_Task requirements:_
Give back exactly the stretch of data below from the line holding "products.iter().map(Product::line_value).sum()" through the line holding "if len == 0", both ends included, and leave the remaining lines out.

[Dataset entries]
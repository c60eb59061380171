//! # Error Types
//!
//! Domain-specific error types for haven-core.
//!
//! ## Error Hierarchy
//! ```text
//! ┌─────────────────────────────────────────────────────────────────────────┐
//! │                         Error Types                                     │
//! │                                                                         │
//! │  haven-core errors (this file)                                         │
//! │  ├── CoreError        - General domain errors                          │
//! │  └── ValidationError  - Input validation failures                      │
//! │                                                                         │
//! │  haven-db errors (separate crate)                                      │
//! │  └── DbError          - Database operation failures                    │
//! │                                                                         │
//! │  Flow: ValidationError → DbError → Dashboard inline message            │
//! └─────────────────────────────────────────────────────────────────────────┘
//! ```

use thiserror::Error;

// =============================================================================
// Core Error
// =============================================================================

/// Core business logic errors.
#[derive(Debug, Error)]
pub enum CoreError {
    /// An aggregate that has no meaning over zero rows was requested.
    ///
    /// ## When This Occurs
    /// - Average price of an empty product list
    /// - Average spend of an empty customer list
    #[error("Cannot compute {metric} over an empty collection")]
    EmptyInput { metric: String },
}

// =============================================================================
// Validation Error
// =============================================================================

/// Input validation errors.
///
/// These occur when a form submission does not meet the field rules.
/// The dashboards show the message inline and leave the tables untouched.
#[derive(Debug, Error, PartialEq)]
pub enum ValidationError {
    /// A required field is missing or empty.
    #[error("{field} is required")]
    Required { field: String },

    /// Field value is too long.
    #[error("{field} must be at most {max} characters")]
    TooLong { field: String, max: usize },

    /// Value must not be negative.
    #[error("{field} must not be negative")]
    Negative { field: String },

    /// Numeric value is out of range.
    #[error("{field} must be between {min} and {max}")]
    OutOfRange { field: String, min: i64, max: i64 },

    /// Value is NaN or infinite.
    #[error("{field} must be a finite number")]
    NotFinite { field: String },
}

// =============================================================================
// Result Type Alias
// =============================================================================

/// Convenience type alias for Results with CoreError.
pub type CoreResult<T> = Result<T, CoreError>;

// =============================================================================
// Unit Tests
// =============================================================================

#[cfg(test)]
mod tests {
    use super::*;

    #[test]
    fn test_error_messages() {
        let err = CoreError::EmptyInput {
            metric: "average price".to_string(),
        };
        assert_eq!(
            err.to_string(),
            "Cannot compute average price over an empty collection"
        );
    }

    #[test]
    fn test_validation_error_messages() {
        let err = ValidationError::Required {
            field: "supplier".to_string(),
        };
        assert_eq!(err.to_string(), "supplier is required");

        let err = ValidationError::Negative {
            field: "stock".to_string(),
        };
        assert_eq!(err.to_string(), "stock must not be negative");

        let err = ValidationError::OutOfRange {
            field: "stock".to_string(),
            min: 0,
            max: 1_000_000_000,
        };
        assert_eq!(err.to_string(), "stock must be between 0 and 1000000000");
    }
}
//! # Analytics Module
//!
//! Derived metrics for the Dashboard and Analytics pages.
//!
//! ## Data Flow
//! ```text
//! ┌─────────────────────────────────────────────────────────────────────────┐
//! │                                                                         │
//! │  db.products().list_all() ──► &[Product] ──┬──► total_stock            │
//! │                                            ├──► store_value            │
//! │                                            ├──► group_*_by_category    │
//! │                                            ├──► top_n_by_value         │
//! │                                            └──► average_price, ...     │
//! │                                                                         │
//! │  db.customers().list_all() ─► &[Customer] ─┬──► top_n_by_purchases     │
//! │                                            └──► customer_revenue       │
//! │                                                                         │
//! └─────────────────────────────────────────────────────────────────────────┘
//! ```
//!
//! Every function here borrows its input and never touches storage. Calling
//! one twice on the same slice gives the same answer.

use std::collections::HashMap;

use serde::{Deserialize, Serialize};
use ts_rs::TS;

use crate::error::{CoreError, CoreResult};
use crate::types::{Customer, Product, StaffMember};
use crate::{LOW_STOCK_THRESHOLD, PREMIUM_PRICE_THRESHOLD, PRICE_HISTOGRAM_BINS, TOP_N};

// =============================================================================
// Output Types
// =============================================================================

/// Summed stock for one category (pie chart slice).
#[derive(Debug, Clone, PartialEq, Eq, Serialize, Deserialize, TS)]
#[ts(export)]
pub struct CategoryStock {
    pub category: String,
    pub stock: i64,
}

/// Summed stock value for one category.
#[derive(Debug, Clone, PartialEq, Serialize, Deserialize, TS)]
#[ts(export)]
pub struct CategoryValue {
    pub category: String,
    pub value: f64,
}

/// One bar of the price range histogram. `upper` is inclusive on the last bin.
#[derive(Debug, Clone, PartialEq, Serialize, Deserialize, TS)]
#[ts(export)]
pub struct PriceBin {
    pub lower: f64,
    pub upper: f64,
    pub count: usize,
}

// =============================================================================
// Totals
// =============================================================================

/// Sum of stock across all rows. 0 for empty input.
///
/// Saturates at `i64::MAX` for rows written around the repository.
pub fn total_stock(products: &[Product]) -> i64 {
    products
        .iter()
        .fold(0i64, |total, p| total.saturating_add(p.stock))
}

/// Sum of stock × price across all rows. 0 for empty input.
///
/// ```rust
/// use haven_core::analytics::store_value;
///
/// assert_eq!(store_value(&[]), 0.0);
/// ```
pub fn store_value(products: &[Product]) -> f64 {
    products.iter().map(Product::line_value).sum()
}

/// Sum of lifetime purchases across all customers.
pub fn customer_revenue(customers: &[Customer]) -> f64 {
    customers.iter().map(|c| c.total_purchases).sum()
}

/// Arithmetic mean of price.
///
/// ## Returns
/// * `Err(CoreError::EmptyInput)` - no products to average over
pub fn average_price(products: &[Product]) -> CoreResult<f64> {
    mean(products.iter().map(|p| p.price), products.len(), "average price")
}

/// Mean lifetime purchases per customer.
pub fn average_customer_spend(customers: &[Customer]) -> CoreResult<f64> {
    mean(
        customers.iter().map(|c| c.total_purchases),
        customers.len(),
        "average customer spend",
    )
}

fn mean(values: impl Iterator<Item = f64>, len: usize, metric: &str) -> CoreResult<f64> {
    if len == 0 {
        return Err(CoreError::EmptyInput {
            metric: metric.to_string(),
        });
    }

    Ok(values.sum::<f64>() / len as f64)
}

// =============================================================================
// Group-bys
// =============================================================================

/// Stock summed per category, categories in first-seen order.
pub fn group_stock_by_category(products: &[Product]) -> Vec<CategoryStock> {
    group_by_category(products, |p| p.stock, i64::saturating_add)
        .into_iter()
        .map(|(category, stock)| CategoryStock { category, stock })
        .collect()
}

/// Stock value (stock × price) summed per category, first-seen order.
pub fn group_value_by_category(products: &[Product]) -> Vec<CategoryValue> {
    group_by_category(products, Product::line_value, |a, b| a + b)
        .into_iter()
        .map(|(category, value)| CategoryValue { category, value })
        .collect()
}

fn group_by_category<T, F>(products: &[Product], key: F, add: fn(T, T) -> T) -> Vec<(String, T)>
where
    T: Copy,
    F: Fn(&Product) -> T,
{
    let mut slots: HashMap<&str, usize> = HashMap::new();
    let mut groups: Vec<(String, T)> = Vec::new();

    for product in products {
        let amount = key(product);
        match slots.get(product.category.as_str()) {
            Some(&slot) => groups[slot].1 = add(groups[slot].1, amount),
            None => {
                slots.insert(product.category.as_str(), groups.len());
                groups.push((product.category.clone(), amount));
            }
        }
    }

    groups
}

// =============================================================================
// Top-N
// =============================================================================

/// The `n` products with the greatest stock value.
///
/// Stable: products with equal value keep their list order. Returns fewer
/// than `n` rows when the input is shorter.
pub fn top_n_by_value(products: &[Product], n: usize) -> Vec<&Product> {
    top_n(products, n, Product::line_value)
}
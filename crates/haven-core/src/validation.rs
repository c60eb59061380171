//! # Validation Module
//!
//! Field rules for the add/edit forms.
//!
//! ## Validation Strategy
//! ```text
//! ┌─────────────────────────────────────────────────────────────────────────┐
//! │                      Validation Layers                                  │
//! │                                                                         │
//! │  Layer 1: Dashboard form                                               │
//! │  ├── "Please fill all required fields!"                                │
//! │  └── Immediate user feedback                                           │
//! │           │                                                             │
//! │           ▼                                                             │
//! │  Layer 2: Repository boundary (haven-db)                               │
//! │  └── THIS MODULE: payload.validate() before any SQL runs               │
//! │           │                                                             │
//! │           ▼                                                             │
//! │  Layer 3: Database (SQLite)                                            │
//! │  └── NOT NULL constraints                                              │
//! └─────────────────────────────────────────────────────────────────────────┘
//! ```
//!
//! ## Usage
//! ```rust
//! use haven_core::validation::{validate_required, validate_stock};
//!
//! assert!(validate_required("name", "Gel Pen").is_ok());
//! assert!(validate_stock(-3).is_err());
//! ```

use crate::error::ValidationError;
use crate::MAX_STOCK;

/// Result type for validation operations.
pub type ValidationResult<T> = Result<T, ValidationError>;

/// Longest accepted value for any text field.
pub const MAX_TEXT_LEN: usize = 200;

// =============================================================================
// String Validators
// =============================================================================

/// Validates a required text field.
///
/// ## Rules
/// - Must not be empty after trimming
/// - At most [`MAX_TEXT_LEN`] characters
pub fn validate_required(field: &str, value: &str) -> ValidationResult<()> {
    let value = value.trim();

    if value.is_empty() {
        return Err(ValidationError::Required {
            field: field.to_string(),
        });
    }

    if value.chars().count() > MAX_TEXT_LEN {
        return Err(ValidationError::TooLong {
            field: field.to_string(),
            max: MAX_TEXT_LEN,
        });
    }

    Ok(())
}

// =============================================================================
// Numeric Validators
// =============================================================================

/// Validates a stock count.
///
/// ## Rules
/// - Must be non-negative (zero means sold out)
/// - Must not exceed [`MAX_STOCK`]
pub fn validate_stock(stock: i64) -> ValidationResult<()> {
    if stock < 0 {
        return Err(ValidationError::Negative {
            field: "stock".to_string(),
        });
    }

    if stock > MAX_STOCK {
        return Err(ValidationError::OutOfRange {
            field: "stock".to_string(),
            min: 0,
            max: MAX_STOCK,
        });
    }

    Ok(())
}

/// Validates a monetary amount (price, purchase total).
///
/// ## Rules
/// - Must be finite
/// - Must be non-negative (zero is allowed for free items and new customers)
pub fn validate_amount(field: &str, amount: f64) -> ValidationResult<()> {
    if !amount.is_finite() {
        return Err(ValidationError::NotFinite {
            field: field.to_string(),
        });
    }

    if amount < 0.0 {
        return Err(ValidationError::Negative {
            field: field.to_string(),
        });
    }

    Ok(())
}

// =============================================================================
// Unit Tests
// =============================================================================

#[cfg(test)]
mod tests {
    use super::*;

    #[test]
    fn test_validate_required() {
        assert!(validate_required("name", "Gel Pen").is_ok());
        assert!(validate_required("name", "").is_err());
        assert!(validate_required("name", "   ").is_err());
        assert!(validate_required("name", &"A".repeat(MAX_TEXT_LEN)).is_ok());
        assert!(validate_required("name", &"A".repeat(MAX_TEXT_LEN + 1)).is_err());
    }

    #[test]
    fn test_validate_stock() {
        assert!(validate_stock(0).is_ok());
        assert!(validate_stock(600).is_ok());
        assert!(validate_stock(-1).is_err());
        assert!(validate_stock(MAX_STOCK).is_ok());
        assert_eq!(
            validate_stock(i64::MAX),
            Err(ValidationError::OutOfRange {
                field: "stock".to_string(),
                min: 0,
                max: MAX_STOCK,
            })
        );
    }

    #[test]
    fn test_validate_amount() {
        assert!(validate_amount("price", 0.0).is_ok());
        assert!(validate_amount("price", 1200.0).is_ok());
        assert!(validate_amount("price", -0.5).is_err());
        assert_eq!(
            validate_amount("price", f64::NAN),
            Err(ValidationError::NotFinite {
                field: "price".to_string()
            })
        );
        assert!(validate_amount("price", f64::INFINITY).is_err());
    }
}
//! # Database Migrations
//!
//! Embedded SQL migrations that create the products, staff and customers
//! tables.
//!
//! ## How Migrations Work
//! ```text
//! ┌─────────────────────────────────────────────────────────────────────────┐
//! │                      Migration Process                                  │
//! │                                                                         │
//! │  App Startup                                                           │
//! │       │                                                                 │
//! │       ▼                                                                 │
//! │  Check _sqlx_migrations table (create if missing)                      │
//! │       │                                                                 │
//! │       ▼                                                                 │
//! │  Compare embedded migrations vs applied                                │
//! │       │                                                                 │
//! │       └── 001_initial_schema.sql  ⬜ / ✓                               │
//! │       │                                                                 │
//! │       ▼                                                                 │
//! │  Run pending migrations in order, record in _sqlx_migrations           │
//! │                                                                         │
//! └─────────────────────────────────────────────────────────────────────────┘
//! ```
//!
//! ## Adding New Migrations
//!
//! 1. Create a new file in `migrations/sqlite/` with the next sequence number
//! 2. Name format: `NNN_description.sql`
//! 3. Write idempotent SQL (use `IF NOT EXISTS` where possible)
//! 4. **NEVER** modify existing migrations - always add new ones

use sqlx::SqlitePool;
use tracing::info;

use crate::error::DbResult;

/// Embedded migrations from the workspace `migrations/sqlite` directory.
static MIGRATOR: sqlx::migrate::Migrator = sqlx::migrate!("../../migrations/sqlite");

/// Creates any missing tables.
///
/// ## Safety
/// - Idempotent: safe to run on every startup
/// - Transactional: each migration runs in a transaction
pub async fn run_migrations(pool: &SqlitePool) -> DbResult<()> {
    info!("Checking for pending migrations");

    MIGRATOR.run(pool).await?;

    info!("All migrations applied successfully");
    Ok(())
}

/// Returns `(total_migrations, applied_migrations)` for diagnostics.
pub async fn migration_status(pool: &SqlitePool) -> DbResult<(usize, usize)> {
    let total = MIGRATOR.migrations.len();

    // Ledger table is absent until the first run
    let has_ledger: i64 = sqlx::query_scalar(
        "SELECT COUNT(*) FROM sqlite_master WHERE type = 'table' AND name = '_sqlx_migrations'",
    )
    .fetch_one(pool)
    .await?;

    if has_ledger == 0 {
        return Ok((total, 0));
    }

    let applied: i64 = sqlx::query_scalar("SELECT COUNT(*) FROM _sqlx_migrations")
        .fetch_one(pool)
        .await?;

    Ok((total, applied as usize))
}

#[cfg(test)]
mod tests {
    use super::*;
    use crate::{Database, DbConfig};

    #[tokio::test]
    async fn test_status_before_first_run() {
        let db = Database::new(DbConfig::in_memory().run_migrations(false))
            .await
            .unwrap();

        assert_eq!(migration_status(db.pool()).await.unwrap(), (1, 0));

        run_migrations(db.pool()).await.unwrap();
        assert_eq!(migration_status(db.pool()).await.unwrap(), (1, 1));
    }

    #[tokio::test]
    async fn test_status_reports_closed_pool() {
        let db = Database::new(DbConfig::in_memory()).await.unwrap();
        db.close().await;

        assert!(migration_status(db.pool()).await.is_err());
    }
}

_Finished exercise:_
    products.iter().map(Product::line_value).sum()
}

/// Sum of lifetime purchases across all customers.
pub fn customer_revenue(customers: &[Customer]) -> f64 {
    customers.iter().map(|c| c.total_purchases).sum()
}

/// Arithmetic mean of price.
///
/// ## Returns
/// * `Err(CoreError::EmptyInput)` - no products to average over
pub fn average_price(products: &[Product]) -> CoreResult<f64> {
    mean(products.iter().map(|p| p.price), products.len(), "average price")
}

/// Mean lifetime purchases per customer.
pub fn average_customer_spend(customers: &[Customer]) -> CoreResult<f64> {
    mean(
        customers.iter().map(|c| c.total_purchases),
        customers.len(),
        "average customer spend",
    )
}

fn mean(values: impl Iterator<Item = f64>, len: usize, metric: &str) -> CoreResult<f64> {
    if len == 0 {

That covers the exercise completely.